简体   繁体   English

Bigquery multiple join using 子句

[英]Bigquery multiple join using clause

I need to get the BGP AS details for the IP addresses in a table, the table contains SrcAddr and DstAddr as mentioned in table1我需要获取表中 IP 地址的 BGP AS 详细信息,该表包含表 1 中提到的 SrcAddr 和 DstAddr

table1表格1

SrcAddr源地址 DstAddr目标地址 Bytes字节
1.1.1.1 1.1.1.1 8.8.8.8 8.8.8.8 1005 1005

Table2 contains the BGP as number details.表 2 包含 BGP 作为编号详细信息。

Table2表2

IPaddr IP地址 Organization组织 network_bin网络箱 mask面具
1.1.1.0/24 1.1.1.0/24 Cloudflare云焰 asdjqowiq asdjqowiq 24 24
8.8.8.0/24 8.8.8.0/24 Google谷歌 asdqwrqsd asdqwrqsd 24 24

I want to build a final table like below我想建立一个如下所示的决赛桌

Table3表3

SrcAddr源地址 SrcAS SrcAS DstAddr目标地址 Dst AS远程自治系统 Bytes字节
1.1.1.1 1.1.1.1 Cloudflare云焰 8.8.8.8 8.8.8.8 Google谷歌 1005 1005

I used the below query by referring to the doc https://cloudplatform.googleblog.com/2014/03/geoip-geolocation-with-google-bigquery.html and was able to get the src_as field but was not able to resolve the dst_as.我通过参考文档https://cloudplatform.googleblog.com/2014/03/geoip-geolocation-with-google-bigquery.html使用了以下查询,并且能够获取 src_as 字段但无法解析dst_as。 can someone help me with this?有人可以帮我弄这个吗?

WITH source_of_ip_addresses AS (
  SELECT  SamplerAddress, REGEXP_REPLACE(SrcAddr, 'xxx', '0')  srcip, REGEXP_REPLACE(DstAddr, 'xxx', '0')  dstip
  FROM `fluentd.netflow_message`
  WHERE SrcAddr IS NOT null 
  GROUP BY 1,2,3
)

SELECT *, srcip, src_as,
FROM (
  SELECT srcip, network_bin, mask, autonomous_system_organization as src_as
  FROM (
    SELECT *, NET.SAFE_IP_FROM_STRING(source_of_ip_addresses.srcip) & NET.IP_NET_MASK(4, mask) network_bin ,
    FROM source_of_ip_addresses, UNNEST(GENERATE_ARRAY(9,32)) mask
    WHERE BYTE_LENGTH(NET.SAFE_IP_FROM_STRING(srcip)) = 4
  )
  JOIN `fluentd.asn_block_processed`  USING (network_bin, mask) 

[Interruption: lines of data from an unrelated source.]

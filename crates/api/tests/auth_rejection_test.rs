//! Request paths that must be decided before any database access: auth
//! rejection, role gating, input validation, and health degradation. These
//! run against a lazy pool pointing at nothing.

mod common;

use axum::http::{Method, StatusCode};
use serde_json::json;

use common::{bearer, build_offline_app, empty_request, json_request, send};

#[tokio::test]
async fn missing_token_is_unauthorized() {
    let (app, _dir) = build_offline_app();
    let (status, body) = send(&app, empty_request(Method::GET, "/api/v1/projects", None)).await;
    assert_eq!(status, StatusCode::UNAUTHORIZED);
    assert_eq!(body["code"], "UNAUTHORIZED");
}

#[tokio::test]
async fn malformed_authorization_header_is_unauthorized() {
    let (app, _dir) = build_offline_app();
    let (status, body) = send(
        &app,
        empty_request(Method::GET, "/api/v1/progress", Some("Basic abc123")),
    )
    .await;
    assert_eq!(status, StatusCode::UNAUTHORIZED);
    assert_eq!(body["code"], "UNAUTHORIZED");
}

#[tokio::test]
async fn garbage_token_is_unauthorized() {
    let (app, _dir) = build_offline_app();
    let (status, _) = send(
        &app,
        empty_request(
            Method::GET,
            "/api/v1/users/profile",
            Some("Bearer not-a-jwt"),
        ),
    )
    .await;
    assert_eq!(status, StatusCode::UNAUTHORIZED);
}

#[tokio::test]
async fn non_admin_cannot_list_users() {
    let (app, _dir) = build_offline_app();
    let auth = bearer(7, "physical_staff", Some("UOC"));
    let (status, body) = send(
        &app,
        empty_request(Method::GET, "/api/v1/users", Some(&auth)),
    )
    .await;
    assert_eq!(status, StatusCode::FORBIDDEN);
    assert_eq!(body["code"], "FORBIDDEN");
}

#[tokio::test]
async fn staff_cannot_submit_progress() {
    let (app, _dir) = build_offline_app();
    let auth = bearer(7, "financial_staff", Some("UOC"));
    let (status, _) = send(
        &app,
        empty_request(Method::POST, "/api/v1/progress/1/submit", Some(&auth)),
    )
    .await;
    // RequireRegistrar rejects before the record is ever fetched.
    assert_eq!(status, StatusCode::FORBIDDEN);
}

#[tokio::test]
async fn unknown_display_currency_is_rejected() {
    let (app, _dir) = build_offline_app();
    let auth = bearer(1, "admin", None);
    let (status, body) = send(
        &app,
        empty_request(
            Method::GET,
            "/api/v1/projects?display_currency=XXX",
            Some(&auth),
        ),
    )
    .await;
    assert_eq!(status, StatusCode::BAD_REQUEST);
    assert_eq!(body["code"], "VALIDATION_ERROR");
}

#[tokio::test]
async fn registration_validates_before_touching_storage() {
    let (app, _dir) = build_offline_app();

    let (status, body) = send(
        &app,
        json_request(
            Method::POST,
            "/api/v1/auth/register",
            None,
            &json!({
                "username": "x",
                "email": "not-an-email",
                "password": "password123",
                "role": "registrar"
            }),
        ),
    )
    .await;
    assert_eq!(status, StatusCode::BAD_REQUEST);
    assert_eq!(body["code"], "VALIDATION_ERROR");

    let (status, _) = send(
        &app,
        json_request(
            Method::POST,
            "/api/v1/auth/register",
            None,
            &json!({
                "username": "x",
                "email": "x@promis.test",
                "password": "short",
                "role": "registrar"
            }),
        ),
    )
    .await;
    assert_eq!(status, StatusCode::BAD_REQUEST);

    let (status, body) = send(
        &app,
        json_request(
            Method::POST,
            "/api/v1/auth/register",
            None,
            &json!({
                "username": "x",
                "email": "x@promis.test",
                "password": "password123",
                "role": "clerk"
            }),
        ),
    )
    .await;
    assert_eq!(status, StatusCode::BAD_REQUEST);
    assert!(body["error"].as_str().unwrap_or("").contains("clerk"));
}

#[tokio::test]
async fn health_reports_degraded_without_database() {
    let (app, _dir) = build_offline_app();
    let (status, body) = send(&app, empty_request(Method::GET, "/health", None)).await;
    assert_eq!(status, StatusCode::SERVICE_UNAVAILABLE);
    assert_eq!(body["status"], "degraded");
    assert_eq!(body["database"], "down");
}
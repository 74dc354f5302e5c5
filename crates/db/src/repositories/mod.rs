//! Repository layer.
//!
//! Each repository is a zero-sized struct providing async CRUD methods
//! that accept `&PgPool` as the first argument.

pub mod progress_repo;
pub mod project_repo;
pub mod session_repo;
pub mod user_repo;

pub use progress_repo::ProgressRepo;
pub use project_repo::ProjectRepo;
pub use session_repo::SessionRepo;
pub use user_repo::UserRepo;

just repeat the same process.只需重复相同的过程。 Also it is more convenient to use WITH clause instead of nested queries to make it simpler to repeat this code.此外,使用 WITH 子句而不是嵌套查询更方便,可以更简单地重复此代码。 Something like below.像下面这样的东西。 I obviously don't have access to your tables, so cannot check syntax, there will likely be duplicate columns you'll need to remove by using explicit column names rather than * .我显然无权访问您的表,因此无法检查语法,您可能需要使用显式列名而不是*来删除重复的列。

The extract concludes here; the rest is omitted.